Date: April 10 and 11
Mileage: 19.1 and 38.5
April mileage: 286.6
Temperature: 44 and 38

It's a bit late to be blogging, but I feel like I need to unwind a little after a crazy "weekend" of Folk Fest. The Alaska Folk Festival happens once a year and the whole town shows up. Even a lot of people who don't live in this town show up. It's pretty much the only time of year that Juneau is visited by other Alaskans who have nothing to do with the Legislature or cruise ships. It's also the only time of year I "go out" every night for several nights in a row. Tonight was old-time Creole followed by Salsa and Fusion Celtic. I don't think I've danced like that since I was 17. Seriously. I was about to pass out and my friends still wanted to hit up the Rendezvous and The Alaskan afterward. Sometimes the endurance of people amazes me.
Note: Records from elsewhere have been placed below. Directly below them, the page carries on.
//! OpenAI realtime client against a tokio-tungstenite mock provider.

mod common;

use std::sync::Arc;
use std::sync::atomic::{AtomicUsize, Ordering};
use std::time::Duration;

use base64::{Engine, engine::general_purpose::STANDARD as BASE64};
use bytes::Bytes;
use futures::{SinkExt, StreamExt};
use serde_json::{Value, json};
use tokio::net::TcpListener;
use tokio::sync::mpsc;
use tokio_tungstenite::accept_hdr_async;
use tokio_tungstenite::tungstenite::Message;
use tokio_tungstenite::tungstenite::handshake::server::{ErrorResponse, Request, Response};
use wiremock::matchers::{method, path};
use wiremock::{Mock, MockServer, ResponseTemplate};

use callbridge_gateway::core::openai::{OpenAIClient, SessionSettings};
use callbridge_gateway::core::realtime::{
    BaseRealtime, ConnectionState, OpenAIRealtime, RealtimeAudioData, RealtimeConfig,
    RealtimeError, ReconnectionConfig, ReconnectionEvent, TokenRefresher,
};
use callbridge_gateway::telephony::{OpenAIProviderFactory, ProviderFactory};
use common::session_descriptor;

enum Command {
    Send(Value),
    Close,
}

struct MockProvider {
    url: String,
    /// Client events as `(connection index, event)`.
    events: mpsc::UnboundedReceiver<(usize, Value)>,
    commands: mpsc::UnboundedSender<Command>,
    authorization: Arc<parking_lot::Mutex<Vec<String>>>,
    beta: Arc<parking_lot::Mutex<Vec<String>>>,
}

impl MockProvider {
    async fn next_event(&mut self) -> (usize, Value) {
        tokio::time::timeout(Duration::from_secs(5), self.events.recv())
            .await
            .expect("no client event in time")
            .expect("provider stopped")
    }

    fn send(&self, event: Value) {
        self.commands.send(Command::Send(event)).unwrap();
    }

    fn close(&self) {
        self.commands.send(Command::Close).unwrap();
    }
}

/// Accepts connections one at a time; commands go to the current connection.
async fn spawn_provider() -> MockProvider {
    let listener = TcpListener::bind("127.0.0.1:0").await.unwrap();
    let url = format!("ws://{}/v1/realtime", listener.local_addr().unwrap());

    let (events_tx, events) = mpsc::unbounded_channel();
    let (commands, mut commands_rx) = mpsc::unbounded_channel::<Command>();
    let authorization = Arc::new(parking_lot::Mutex::new(Vec::new()));
    let beta = Arc::new(parking_lot::Mutex::new(Vec::new()));

    let auth_seen = authorization.clone();
    let beta_seen = beta.clone();
    tokio::spawn(async move {
        let mut index = 0usize;
        while let Ok((stream, _)) = listener.accept().await {
            let auth_seen = auth_seen.clone();
            let beta_seen = beta_seen.clone();
            let callback = move |req: &Request, resp: Response| {
                let header = |name: &str| {
                    req.headers()
                        .get(name)
                        .and_then(|v| v.to_str().ok())
                        .unwrap_or_default()
                        .to_string()
                };
                auth_seen.lock().push(header("authorization"));
                beta_seen.lock().push(header("openai-beta"));
                Ok::<Response, ErrorResponse>(resp)
            };
            let Ok(ws) = accept_hdr_async(stream, callback).await else {
                continue;
            };

            let connection = index;
            index += 1;
            let (mut sink, mut source) = ws.split();

            let events_tx = events_tx.clone();
            tokio::spawn(async move {
                while let Some(Ok(msg)) = source.next().await {
                    if let Message::Text(text) = msg
                        && let Ok(value) = serde_json::from_str::<Value>(&text)
                    {
                        let _ = events_tx.send((connection, value));
                    }
                }
            });

            while let Some(command) = commands_rx.recv().await {
                match command {
                    Command::Send(event) => {
                        let _ = sink.send(Message::Text(event.to_string().into())).await;
                    }
                    Command::Close => {
                        let _ = sink.send(Message::Close(None)).await;
                        break;
                    }
                }
            }
        }
    });

    MockProvider {
        url,
        events,
        commands,
        authorization,
        beta,
    }
}

fn realtime_client(url: &str, reconnection: ReconnectionConfig) -> OpenAIRealtime {
    OpenAIRealtime::new(RealtimeConfig {
        token: "ek_test".to_string(),
        url: url.to_string(),
        settings: SessionSettings::default(),
        reconnection,
        token_refresher: None,
    })
    .unwrap()
}

/// Fast single-retry backoff for reconnection tests.
fn quick_reconnect() -> ReconnectionConfig {
    ReconnectionConfig {
        initial_delay: Duration::from_millis(20),
        jitter: false,
        ..ReconnectionConfig::with_max_attempts(1)
    }
}

async fn wait_for_connections(provider: &MockProvider, count: usize) {
    tokio::time::timeout(Duration::from_secs(5), async {
        while provider.authorization.lock().len() < count {
            tokio::time::sleep(Duration::from_millis(10)).await;
        }
    })
    .await
    .expect("provider did not see the reconnection");
}

#[tokio::test]
async fn test_connect_authenticates_and_configures_session() {
    let mut provider = spawn_provider().await;
    let mut client = realtime_client(&provider.url, ReconnectionConfig::disabled());

    client.connect().await.unwrap();
    assert!(client.is_ready());
    assert_eq!(client.get_connection_state(), ConnectionState::Connected);

    let (connection, update) = provider.next_event().await;
    assert_eq!(connection, 0);
    assert_eq!(update["type"], "session.update");
    assert_eq!(update["session"]["voice"], "alloy");
    assert_eq!(provider.authorization.lock()[0], "Bearer ek_test");
    assert_eq!(provider.beta.lock()[0], "realtime=v1");

    client.disconnect().await.unwrap();
    assert!(!client.is_ready());
}

#[tokio::test]
async fn test_audio_flows_both_ways() {
    let mut provider = spawn_provider().await;
    let mut client = realtime_client(&provider.url, ReconnectionConfig::disabled());

    let (audio_tx, mut audio_rx) = mpsc::unbounded_channel::<RealtimeAudioData>();
    client
        .on_audio(Arc::new(move |audio: RealtimeAudioData| {
            let tx = audio_tx.clone();
            Box::pin(async move {
                let _ = tx.send(audio);
            })
        }))
        .unwrap();

    client.connect().await.unwrap();
    let _ = provider.next_event().await;

    client
        .send_audio(Bytes::from_static(&[5, 0, 6, 0]))
        .await
        .unwrap();
    let (_, append) = provider.next_event().await;
    assert_eq!(append["type"], "input_audio_buffer.append");
    assert_eq!(append["audio"], BASE64.encode([5u8, 0, 6, 0]));

    provider.send(json!({
        "type": "response.audio.delta",
        "response_id": "resp_1",
        "item_id": "item_1",
        "delta": BASE64.encode([1u8, 0, 2, 0])
    }));
    let audio = tokio::time::timeout(Duration::from_secs(5), audio_rx.recv())
        .await
        .unwrap()
        .unwrap();
    assert_eq!(audio.data, Bytes::from_static(&[1, 0, 2, 0]));
    assert_eq!(audio.sample_rate, 24000);
    assert_eq!(audio.response_id.as_deref(), Some("resp_1"));

    client.disconnect().await.unwrap();
}

#[tokio::test]
async fn test_provider_error_event_is_not_terminal() {
    let mut provider = spawn_provider().await;
    let mut client = realtime_client(&provider.url, ReconnectionConfig::disabled());

    let (error_tx, mut error_rx) = mpsc::unbounded_channel::<RealtimeError>();
    client
        .on_error(Arc::new(move |e: RealtimeError| {
            let tx = error_tx.clone();
            Box::pin(async move {
                let _ = tx.send(e);
            })
        }))
        .unwrap();

    client.connect().await.unwrap();
    let _ = provider.next_event().await;

    provider.send(json!({
        "type": "error",
        "error": {"type": "invalid_request_error", "message": "Unknown parameter"}
    }));
    let error = tokio::time::timeout(Duration::from_secs(5), error_rx.recv())
        .await
        .unwrap()
        .unwrap();
    assert!(matches!(error, RealtimeError::ProviderError(ref m) if m.contains("Unknown parameter")));
    assert!(!error.is_terminal());
    assert!(client.is_ready());

    client.disconnect().await.unwrap();
}

#[tokio::test]
async fn test_lost_socket_without_reconnection_is_terminal() {
    let mut provider = spawn_provider().await;
    let mut client = realtime_client(&provider.url, ReconnectionConfig::disabled());

    let (error_tx, mut error_rx) = mpsc::unbounded_channel::<RealtimeError>();
    client
        .on_error(Arc::new(move |e: RealtimeError| {
            let tx = error_tx.clone();
            Box::pin(async move {
                let _ = tx.send(e);
            })
        }))
        .unwrap();

    client.connect().await.unwrap();
    let _ = provider.next_event().await;
    provider.close();

    let error = tokio::time::timeout(Duration::from_secs(5), error_rx.recv())
        .await
        .unwrap()
        .unwrap();
    assert!(error.is_terminal());
    assert!(!client.is_ready());
    assert!(matches!(
        client.send_audio(Bytes::from_static(&[0, 0])).await,
        Err(RealtimeError::NotConnected)
    ));
}

#[tokio::test]
async fn test_reconnect_replays_session_update() {
    let mut provider = spawn_provider().await;
    let mut client = realtime_client(&provider.url, ReconnectionConfig::with_max_attempts(2));

    let (reconnect_tx, mut reconnect_rx) = mpsc::unbounded_channel::<ReconnectionEvent>();
    client
        .on_reconnection(Arc::new(move |event: ReconnectionEvent| {
            let tx = reconnect_tx.clone();
            Box::pin(async move {
                let _ = tx.send(event);
            })
        }))
        .unwrap();

    client.connect().await.unwrap();
    let (_, first) = provider.next_event().await;
    provider.close();

    let (connection, replayed) = provider.next_event().await;
    assert_eq!(connection, 1);
    assert_eq!(replayed["type"], "session.update");
    assert_eq!(replayed["session"], first["session"]);

    let event = tokio::time::timeout(Duration::from_secs(5), reconnect_rx.recv())
        .await
        .unwrap()
        .unwrap();
    assert!(event.success);
    assert_eq!(event.attempt, 1);
    assert!(client.is_ready());
    assert_eq!(provider.authorization.lock().len(), 2);

    client.disconnect().await.unwrap();
}

#[tokio::test]
async fn test_reconnect_uses_refreshed_token() {
    let mut provider = spawn_provider().await;

    let refreshes = Arc::new(AtomicUsize::new(0));
    let counter = refreshes.clone();
    let refresher: TokenRefresher = Arc::new(move || {
        let n = counter.fetch_add(1, Ordering::SeqCst) + 1;
        Box::pin(async move { Ok::<_, RealtimeError>(format!("ek_fresh_{n}")) })
    });

    let mut client = OpenAIRealtime::new(RealtimeConfig {
        token: "ek_initial".to_string(),
        url: provider.url.clone(),
        settings: SessionSettings::default(),
        reconnection: quick_reconnect(),
        token_refresher: Some(refresher),
    })
    .unwrap();

    client.connect().await.unwrap();
    let _ = provider.next_event().await;
    provider.close();

    let (connection, _) = provider.next_event().await;
    assert_eq!(connection, 1);
    assert_eq!(refreshes.load(Ordering::SeqCst), 1);
    assert_eq!(
        *provider.authorization.lock(),
        vec!["Bearer ek_initial".to_string(), "Bearer ek_fresh_1".to_string()]
    );

    client.disconnect().await.unwrap();
}

#[tokio::test]
async fn test_failed_refresh_spends_the_attempt() {
    let mut provider = spawn_provider().await;

    let refresher: TokenRefresher = Arc::new(|| {
        Box::pin(async {
            Err::<String, _>(RealtimeError::AuthenticationFailed("session expired".to_string()))
        })
    });
    let mut client = OpenAIRealtime::new(RealtimeConfig {
        token: "ek_initial".to_string(),
        url: provider.url.clone(),
        settings: SessionSettings::default(),
        reconnection: quick_reconnect(),
        token_refresher: Some(refresher),
    })
    .unwrap();

    let (error_tx, mut error_rx) = mpsc::unbounded_channel::<RealtimeError>();
    client
        .on_error(Arc::new(move |e: RealtimeError| {
            let tx = error_tx.clone();
            Box::pin(async move {
                let _ = tx.send(e);
            })
        }))
        .unwrap();

    client.connect().await.unwrap();
    let _ = provider.next_event().await;
    provider.close();

    let error = tokio::time::timeout(Duration::from_secs(5), error_rx.recv())
        .await
        .unwrap()
        .unwrap();
    assert!(error.is_terminal());
    // The stale token is never retried.
    assert_eq!(provider.authorization.lock().len(), 1);
}

#[tokio::test]
async fn test_provider_factory_reconnects_with_new_session() {
    let openai_server = MockServer::start().await;
    Mock::given(method("POST"))
        .and(path("/v1/realtime/sessions"))
        .respond_with(ResponseTemplate::new(200).set_body_json(session_descriptor("ek_first")))
        .up_to_n_times(1)
        .mount(&openai_server)
        .await;
    Mock::given(method("POST"))
        .and(path("/v1/realtime/sessions"))
        .respond_with(ResponseTemplate::new(200).set_body_json(session_descriptor("ek_second")))
        .mount(&openai_server)
        .await;

    let mut provider = spawn_provider().await;
    let factory = OpenAIProviderFactory::new(
        OpenAIClient::new(
            reqwest::Client::new(),
            "sk-test",
            format!("{}/v1", openai_server.uri()),
        ),
        SessionSettings::default(),
        provider.url.clone(),
        quick_reconnect(),
    );

    let mut realtime = factory.create().await.unwrap();
    realtime.connect().await.unwrap();
    let _ = provider.next_event().await;
    provider.close();

    wait_for_connections(&provider, 2).await;
    assert_eq!(
        *provider.authorization.lock(),
        vec!["Bearer ek_first".to_string(), "Bearer ek_second".to_string()]
    );
    assert_eq!(openai_server.received_requests().await.unwrap().len(), 2);

    realtime.disconnect().await.unwrap();
}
It's been a bad weekend for bike riding. The Folk Festing for all hours of the night doesn't help, but it goes beyond that. Geoff and I huddled beneath of canopy of rain-drenched trees this afternoon as I tried to talk him out of completing a planned 80-mile ride. Finally, I just announced, "Either way, I'm turning around. I feel like I'm on the burn-out track and I don't want to push it too far." That's the first time it hit me. I haven't given my off-season much time to actually be that. If anything, I was pushing even harder before the weather took a seasonal turn for the worse. I think I need to dial it back a bit. It will be hard, because there's not much else to do right now besides road cycling. But I think if I take the rest of April and spend more time hiking (i.e. snow/mud slogging), going to the gym (i.e. reading adventure nonfiction on an elliptical machine), and "fun" biking (i.e., beach and snow biking where and when the opportunities arise), then I'll be a happier person come summer. Once May begins, I hope to restart a fast-track endurance training program ahead of the 24 Hours of Light. I rode this race last year on a barely-healed knee injury and almost no training, and had a lot of fun. This year, I look forward to going hard. That is, if I don't burn out first.

5 comments:

  1. It has to be said putting the hurt on yourself during a race and feeling it in the latter stages (due to minimum training)
    is infinitely more satisfying than nannying yourself throughout because you have an injury that you may/may not make worse. The former is also making you fitter. Sometimes an intention of simply enjoying a race can lead naturally to a good result...given expectations may be relatively average (rather than ambitious). Every race does not have to be a big one. It may simply be a simulation for bigger things to come.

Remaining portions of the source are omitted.